**What the task asks:**
With the line containing "let (vault, _)" as the start and the line containing "lacks the entry." as the end, transcribe that span of the entries below exactly, including both.

Stored items
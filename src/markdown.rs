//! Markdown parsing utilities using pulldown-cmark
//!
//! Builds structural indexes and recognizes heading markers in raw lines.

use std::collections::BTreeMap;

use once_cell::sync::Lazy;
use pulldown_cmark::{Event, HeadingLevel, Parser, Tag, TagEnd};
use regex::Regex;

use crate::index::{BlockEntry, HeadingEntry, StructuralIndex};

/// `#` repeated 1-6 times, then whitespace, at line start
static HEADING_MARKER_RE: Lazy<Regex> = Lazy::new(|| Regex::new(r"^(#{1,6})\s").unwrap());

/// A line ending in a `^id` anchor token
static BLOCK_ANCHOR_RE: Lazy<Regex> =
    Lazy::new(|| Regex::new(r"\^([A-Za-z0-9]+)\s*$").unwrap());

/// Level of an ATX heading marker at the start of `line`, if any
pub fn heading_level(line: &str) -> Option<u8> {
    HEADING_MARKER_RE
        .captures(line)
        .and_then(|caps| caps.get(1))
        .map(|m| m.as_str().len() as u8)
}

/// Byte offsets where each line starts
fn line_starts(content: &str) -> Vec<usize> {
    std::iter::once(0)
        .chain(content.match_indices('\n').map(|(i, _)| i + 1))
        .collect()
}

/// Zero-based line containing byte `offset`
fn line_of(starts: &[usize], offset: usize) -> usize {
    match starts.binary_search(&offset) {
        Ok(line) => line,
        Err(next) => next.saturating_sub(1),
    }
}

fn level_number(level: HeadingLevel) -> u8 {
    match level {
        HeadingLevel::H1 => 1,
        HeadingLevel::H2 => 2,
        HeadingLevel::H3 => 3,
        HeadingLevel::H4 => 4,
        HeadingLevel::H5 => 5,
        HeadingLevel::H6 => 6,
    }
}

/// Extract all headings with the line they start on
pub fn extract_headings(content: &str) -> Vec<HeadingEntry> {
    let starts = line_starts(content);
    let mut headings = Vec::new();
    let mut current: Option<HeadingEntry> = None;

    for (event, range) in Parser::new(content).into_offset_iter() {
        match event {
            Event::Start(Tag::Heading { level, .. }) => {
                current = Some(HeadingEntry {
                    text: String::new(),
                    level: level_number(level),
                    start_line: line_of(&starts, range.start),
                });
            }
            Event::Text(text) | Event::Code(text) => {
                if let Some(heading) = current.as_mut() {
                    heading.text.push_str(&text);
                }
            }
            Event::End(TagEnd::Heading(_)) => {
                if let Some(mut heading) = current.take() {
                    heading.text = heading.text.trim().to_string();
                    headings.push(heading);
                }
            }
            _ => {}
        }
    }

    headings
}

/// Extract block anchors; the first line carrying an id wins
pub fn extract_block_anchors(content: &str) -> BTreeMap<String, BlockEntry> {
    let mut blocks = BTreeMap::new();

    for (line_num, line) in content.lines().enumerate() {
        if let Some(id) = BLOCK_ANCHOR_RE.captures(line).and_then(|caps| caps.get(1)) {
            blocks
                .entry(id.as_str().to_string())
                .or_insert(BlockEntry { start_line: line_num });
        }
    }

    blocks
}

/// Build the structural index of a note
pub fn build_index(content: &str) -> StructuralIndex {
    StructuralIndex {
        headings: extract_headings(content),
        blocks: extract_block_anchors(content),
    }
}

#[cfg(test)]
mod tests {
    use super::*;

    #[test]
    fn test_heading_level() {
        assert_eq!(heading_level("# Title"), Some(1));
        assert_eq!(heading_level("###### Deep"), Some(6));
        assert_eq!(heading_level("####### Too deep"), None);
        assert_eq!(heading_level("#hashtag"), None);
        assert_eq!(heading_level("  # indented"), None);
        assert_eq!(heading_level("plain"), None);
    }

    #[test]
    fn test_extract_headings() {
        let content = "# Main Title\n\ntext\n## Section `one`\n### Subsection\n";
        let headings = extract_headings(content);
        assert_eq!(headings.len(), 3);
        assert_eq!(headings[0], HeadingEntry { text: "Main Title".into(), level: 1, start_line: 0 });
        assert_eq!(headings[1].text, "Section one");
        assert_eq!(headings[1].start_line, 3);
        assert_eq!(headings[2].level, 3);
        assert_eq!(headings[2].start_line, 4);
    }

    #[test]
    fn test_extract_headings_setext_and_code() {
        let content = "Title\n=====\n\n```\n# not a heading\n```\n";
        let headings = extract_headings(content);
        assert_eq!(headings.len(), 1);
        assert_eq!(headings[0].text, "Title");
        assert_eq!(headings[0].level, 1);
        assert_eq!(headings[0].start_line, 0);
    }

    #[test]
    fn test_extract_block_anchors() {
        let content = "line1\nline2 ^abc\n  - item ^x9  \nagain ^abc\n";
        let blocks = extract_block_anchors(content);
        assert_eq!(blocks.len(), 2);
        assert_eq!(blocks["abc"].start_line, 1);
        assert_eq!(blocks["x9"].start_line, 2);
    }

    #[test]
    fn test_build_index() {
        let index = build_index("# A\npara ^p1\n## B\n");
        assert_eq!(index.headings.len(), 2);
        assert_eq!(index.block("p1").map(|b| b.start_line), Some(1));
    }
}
---
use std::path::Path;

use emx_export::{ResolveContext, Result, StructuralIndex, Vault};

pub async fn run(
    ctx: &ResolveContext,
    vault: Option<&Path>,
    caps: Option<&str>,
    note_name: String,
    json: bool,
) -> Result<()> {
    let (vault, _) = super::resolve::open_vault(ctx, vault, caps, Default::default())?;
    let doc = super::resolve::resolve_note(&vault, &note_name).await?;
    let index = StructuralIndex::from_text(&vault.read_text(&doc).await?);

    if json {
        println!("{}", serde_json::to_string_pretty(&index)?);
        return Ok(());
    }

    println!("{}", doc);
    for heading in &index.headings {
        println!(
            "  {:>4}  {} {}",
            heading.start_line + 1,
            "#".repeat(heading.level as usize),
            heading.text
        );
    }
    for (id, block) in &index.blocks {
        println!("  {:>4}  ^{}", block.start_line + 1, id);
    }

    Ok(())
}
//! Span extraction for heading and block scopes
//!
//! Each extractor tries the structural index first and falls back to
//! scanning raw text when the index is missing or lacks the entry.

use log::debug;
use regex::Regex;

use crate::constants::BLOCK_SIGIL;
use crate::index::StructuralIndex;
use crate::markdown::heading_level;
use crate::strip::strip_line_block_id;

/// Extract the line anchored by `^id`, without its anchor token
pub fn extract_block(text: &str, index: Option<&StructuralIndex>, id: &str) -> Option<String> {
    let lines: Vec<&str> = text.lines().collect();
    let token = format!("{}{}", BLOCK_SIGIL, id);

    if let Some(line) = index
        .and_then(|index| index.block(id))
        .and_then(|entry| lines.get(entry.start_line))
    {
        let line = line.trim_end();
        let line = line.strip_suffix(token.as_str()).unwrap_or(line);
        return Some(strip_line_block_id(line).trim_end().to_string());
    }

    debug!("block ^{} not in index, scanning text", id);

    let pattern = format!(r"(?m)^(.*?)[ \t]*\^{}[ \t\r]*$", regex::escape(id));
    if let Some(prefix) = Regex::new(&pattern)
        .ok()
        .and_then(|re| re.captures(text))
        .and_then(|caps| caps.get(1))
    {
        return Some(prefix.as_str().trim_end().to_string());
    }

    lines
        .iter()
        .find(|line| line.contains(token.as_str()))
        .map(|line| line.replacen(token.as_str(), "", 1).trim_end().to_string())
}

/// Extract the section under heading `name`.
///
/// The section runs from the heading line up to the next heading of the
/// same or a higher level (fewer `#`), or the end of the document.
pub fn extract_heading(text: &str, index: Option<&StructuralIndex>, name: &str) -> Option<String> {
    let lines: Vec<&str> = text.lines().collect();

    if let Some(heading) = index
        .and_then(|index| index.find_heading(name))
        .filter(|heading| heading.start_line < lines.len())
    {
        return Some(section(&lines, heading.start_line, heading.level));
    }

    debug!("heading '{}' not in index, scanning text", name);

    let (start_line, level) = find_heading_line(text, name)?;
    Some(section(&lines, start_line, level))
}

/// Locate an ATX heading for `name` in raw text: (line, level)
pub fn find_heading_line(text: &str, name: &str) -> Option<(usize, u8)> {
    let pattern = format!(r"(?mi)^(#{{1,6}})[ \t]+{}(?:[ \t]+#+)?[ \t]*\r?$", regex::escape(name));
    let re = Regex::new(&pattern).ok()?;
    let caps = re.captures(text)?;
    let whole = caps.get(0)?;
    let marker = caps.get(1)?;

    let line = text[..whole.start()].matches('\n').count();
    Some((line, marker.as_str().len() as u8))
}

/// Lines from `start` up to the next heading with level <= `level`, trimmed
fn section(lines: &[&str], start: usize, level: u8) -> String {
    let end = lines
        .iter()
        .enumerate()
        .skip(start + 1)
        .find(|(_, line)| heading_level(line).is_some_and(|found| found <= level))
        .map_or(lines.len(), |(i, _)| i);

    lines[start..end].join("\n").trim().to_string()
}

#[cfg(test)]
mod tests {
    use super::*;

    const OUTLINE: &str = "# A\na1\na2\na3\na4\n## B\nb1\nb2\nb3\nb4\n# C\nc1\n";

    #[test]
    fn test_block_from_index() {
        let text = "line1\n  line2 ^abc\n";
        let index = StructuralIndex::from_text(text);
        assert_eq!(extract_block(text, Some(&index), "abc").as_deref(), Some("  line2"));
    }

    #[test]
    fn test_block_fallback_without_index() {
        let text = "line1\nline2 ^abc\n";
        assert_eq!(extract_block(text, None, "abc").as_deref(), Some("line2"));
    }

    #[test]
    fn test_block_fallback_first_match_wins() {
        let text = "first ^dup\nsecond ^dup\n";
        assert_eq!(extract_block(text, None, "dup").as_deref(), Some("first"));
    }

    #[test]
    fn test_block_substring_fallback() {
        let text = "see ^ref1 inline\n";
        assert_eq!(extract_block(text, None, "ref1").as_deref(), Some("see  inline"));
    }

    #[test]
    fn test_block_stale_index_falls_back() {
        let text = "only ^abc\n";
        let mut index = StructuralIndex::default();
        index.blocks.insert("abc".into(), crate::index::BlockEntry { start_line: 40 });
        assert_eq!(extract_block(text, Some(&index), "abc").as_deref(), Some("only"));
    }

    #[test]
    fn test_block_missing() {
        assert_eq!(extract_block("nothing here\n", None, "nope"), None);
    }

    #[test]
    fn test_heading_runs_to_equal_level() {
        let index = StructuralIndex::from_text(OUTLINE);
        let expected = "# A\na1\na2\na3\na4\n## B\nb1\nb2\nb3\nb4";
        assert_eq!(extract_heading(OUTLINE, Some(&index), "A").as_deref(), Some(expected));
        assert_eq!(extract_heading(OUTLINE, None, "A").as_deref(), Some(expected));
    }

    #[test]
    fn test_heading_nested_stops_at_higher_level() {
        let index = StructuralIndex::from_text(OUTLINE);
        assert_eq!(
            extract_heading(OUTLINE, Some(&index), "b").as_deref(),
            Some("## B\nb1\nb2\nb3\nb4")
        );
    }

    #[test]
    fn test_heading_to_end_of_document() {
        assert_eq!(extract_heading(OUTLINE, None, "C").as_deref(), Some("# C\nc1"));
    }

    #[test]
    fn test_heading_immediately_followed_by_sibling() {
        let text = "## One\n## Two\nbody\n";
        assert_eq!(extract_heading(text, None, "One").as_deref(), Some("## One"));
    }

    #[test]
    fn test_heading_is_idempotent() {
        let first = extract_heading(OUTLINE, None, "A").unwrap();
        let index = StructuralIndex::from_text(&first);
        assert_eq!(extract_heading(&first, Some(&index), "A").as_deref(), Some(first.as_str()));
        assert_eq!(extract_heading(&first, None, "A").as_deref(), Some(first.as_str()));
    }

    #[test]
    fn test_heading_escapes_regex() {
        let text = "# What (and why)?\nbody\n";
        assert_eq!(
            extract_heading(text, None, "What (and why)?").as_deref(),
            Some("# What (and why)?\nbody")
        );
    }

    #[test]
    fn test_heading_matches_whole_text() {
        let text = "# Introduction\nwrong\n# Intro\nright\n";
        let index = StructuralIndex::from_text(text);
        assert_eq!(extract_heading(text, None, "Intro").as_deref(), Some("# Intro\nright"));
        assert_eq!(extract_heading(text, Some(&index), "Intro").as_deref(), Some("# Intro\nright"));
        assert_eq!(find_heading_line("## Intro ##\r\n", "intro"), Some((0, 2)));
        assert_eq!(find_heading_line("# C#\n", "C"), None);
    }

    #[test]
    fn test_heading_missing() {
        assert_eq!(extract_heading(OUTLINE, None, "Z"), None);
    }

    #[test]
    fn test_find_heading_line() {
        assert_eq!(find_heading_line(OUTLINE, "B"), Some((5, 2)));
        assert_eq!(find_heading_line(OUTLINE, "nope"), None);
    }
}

**Result:**
    let (vault, _) = super::resolve::open_vault(ctx, vault, caps, Default::default())?;
    let doc = super::resolve::resolve_note(&vault, &note_name).await?;
    let index = StructuralIndex::from_text(&vault.read_text(&doc).await?);

    if json {
        println!("{}", serde_json::to_string_pretty(&index)?);
        return Ok(());
    }

    println!("{}", doc);
    for heading in &index.headings {
        println!(
            "  {:>4}  {} {}",
            heading.start_line + 1,
            "#".repeat(heading.level as usize),
            heading.text
        );
    }
    for (id, block) in &index.blocks {
        println!("  {:>4}  ^{}", block.start_line + 1, id);
    }

    Ok(())
}
//! Span extraction for heading and block scopes
//!
//! Each extractor tries the structural index first and falls back to
//! scanning raw text when the index is missing or lacks the entry.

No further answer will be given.